In this dissertation we describe software tools as well as an IDS architecture that leverages reprogrammability of FPGA hardware.

Our software tools for Configurable System on a Chip (CSoCs) generates the communication interface between the software running on the CPU and a tightly coupled IP core based co-processing system. Our tool generates hardware wrappers for the IP Cores that makes them look like a C function invocation in the source code. We also use our tool to support partial reconfiguration: the same wrapper is used for a multitude of IP Cores and the user selects the core to be invoked in the program.

We also demonstrate an adaptable regular expression based IDS using Virtex-4 LX 200 FPGAs that have been floor-planned for partial reconfiguration.
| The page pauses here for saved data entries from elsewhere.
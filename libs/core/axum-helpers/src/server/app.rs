use super::shutdown::ShutdownCoordinator;
use crate::errors::handlers::not_found;
use crate::http::{cors_layer_from_env, security_headers};
use axum::{Router, middleware};
use core_config::server::ServerConfig;
use std::future::Future;
use std::io;
use std::time::Duration;
use tokio::net::TcpListener;
use tower_http::compression::CompressionLayer;
use tower_http::cors::CorsLayer;
use tower_http::trace::{DefaultMakeSpan, DefaultOnResponse, TraceLayer};
use tracing::{Level, info, warn};
use utoipa_swagger_ui::SwaggerUi;

/// Path of the raw OpenAPI document
pub const OPENAPI_JSON_PATH: &str = "/swagger.json";

/// Path of the Swagger UI
pub const SWAGGER_UI_PATH: &str = "/api-docs";

/// Creates the application router with common middleware and documentation.
///
/// - `/swagger.json` serves the OpenAPI document, `/api-docs` the Swagger UI
/// - API routes are nested under `/api`
/// - unknown routes fall back to a JSON 404
/// - request tracing, security headers, CORS and compression layers
///
/// `CORS_ALLOWED_ORIGIN` must be set (comma-separated origins); startup fails
/// otherwise.
pub fn create_router_with_docs(
    apis: Router,
    openapi: utoipa::openapi::OpenApi,
) -> io::Result<Router> {
    let cors = cors_layer_from_env()?;
    Ok(build_router(apis, openapi, cors))
}

/// Assemble the router from already-built parts.
pub fn build_router(apis: Router, openapi: utoipa::openapi::OpenApi, cors: CorsLayer) -> Router {
    Router::new()
        .merge(SwaggerUi::new(SWAGGER_UI_PATH).url(OPENAPI_JSON_PATH, openapi))
        .nest("/api", apis)
        .fallback(not_found)
        .layer(
            TraceLayer::new_for_http()
                .make_span_with(DefaultMakeSpan::new().level(Level::INFO))
                .on_response(DefaultOnResponse::new().level(Level::INFO)),
        )
        .layer(middleware::from_fn(security_headers))
        .layer(cors)
        .layer(CompressionLayer::new())
}

/// Serve `router` until SIGINT/SIGTERM, then run `cleanup`.
///
/// In-flight requests are drained before `cleanup` starts; `cleanup` itself is
/// bounded by `shutdown_timeout`.
///
/// ```ignore
/// create_production_app(router, &config.server, Duration::from_secs(30), async move {
///     close_postgres(db, "shop").await;
/// })
/// .await?;
/// ```
pub async fn create_production_app<F>(
    router: Router,
    server_config: &ServerConfig,
    shutdown_timeout: Duration,
    cleanup: F,
) -> io::Result<()>
where
    F: Future<Output = ()> + Send + 'static,
{
    let listener = TcpListener::bind(server_config.address()).await?;
    serve_with_coordinator(
        router,
        listener,
        ShutdownCoordinator::new(),
        shutdown_timeout,
        cleanup,
    )
    .await
}

/// [`create_production_app`] on an already bound listener and an external
/// coordinator, so shutdown can also be triggered programmatically.
pub async fn serve_with_coordinator<F>(
    router: Router,
    listener: TcpListener,
    coordinator: ShutdownCoordinator,
    shutdown_timeout: Duration,
    cleanup: F,
) -> io::Result<()>
where
    F: Future<Output = ()> + Send + 'static,
{
    info!("Server starting on {}", listener.local_addr()?);

    let signal = coordinator.clone();
    let serve_result = axum::serve(listener, router.into_make_service())
        .with_graceful_shutdown(async move { signal.wait_for_signal().await })
        .await
        .inspect_err(|e| tracing::error!("Server encountered an error: {:?}", e));

    info!("Starting cleanup tasks (timeout: {:?})", shutdown_timeout);
    match tokio::time::timeout(shutdown_timeout, cleanup).await {
        Ok(_) => info!("Cleanup completed successfully"),
        Err(_) => warn!(
            "Cleanup exceeded timeout of {:?}, forcing shutdown",
            shutdown_timeout
        ),
    }

    serve_result
}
Our novel design allows partial reprogramming across 16 banks of regular expression rule-sets. We implement 448 different regular expressions on two FPGAs and perform multiple partial and full reconfigurations. We measure the throughout of the integrated Field Programmable Gate Array (FPGA) and multiprocessor SGI Altix system with varying number of reconfigurations per minute. The adaptive IDS can provide better than 10 Gbps throughput even with 32 partial reconfigurations per minute.

In this dissertation we demonstrate a four step approach that converts user profiles expressed as XPath queries into HDL, suitable for implementation on FPGA. We convert XPaths to PCRE, cluster them by their common prefixes, compile the PCRE to HDL and finally synthesize and implement them on FPGA. This hardware is usable for XML filtering in pub-sub applications.

Our benchmarks reveal orders of magnitude improvement in running time while running XML filtering on FPGA, when compared to the state of the art software based XML filtering systems.

Finally, in this dissertation we demonstrate a FPGA based implementation of Prufer sequence generation hardware for streaming XML document. We match the stream with several Prufer sequence blocks obtained from twig queries.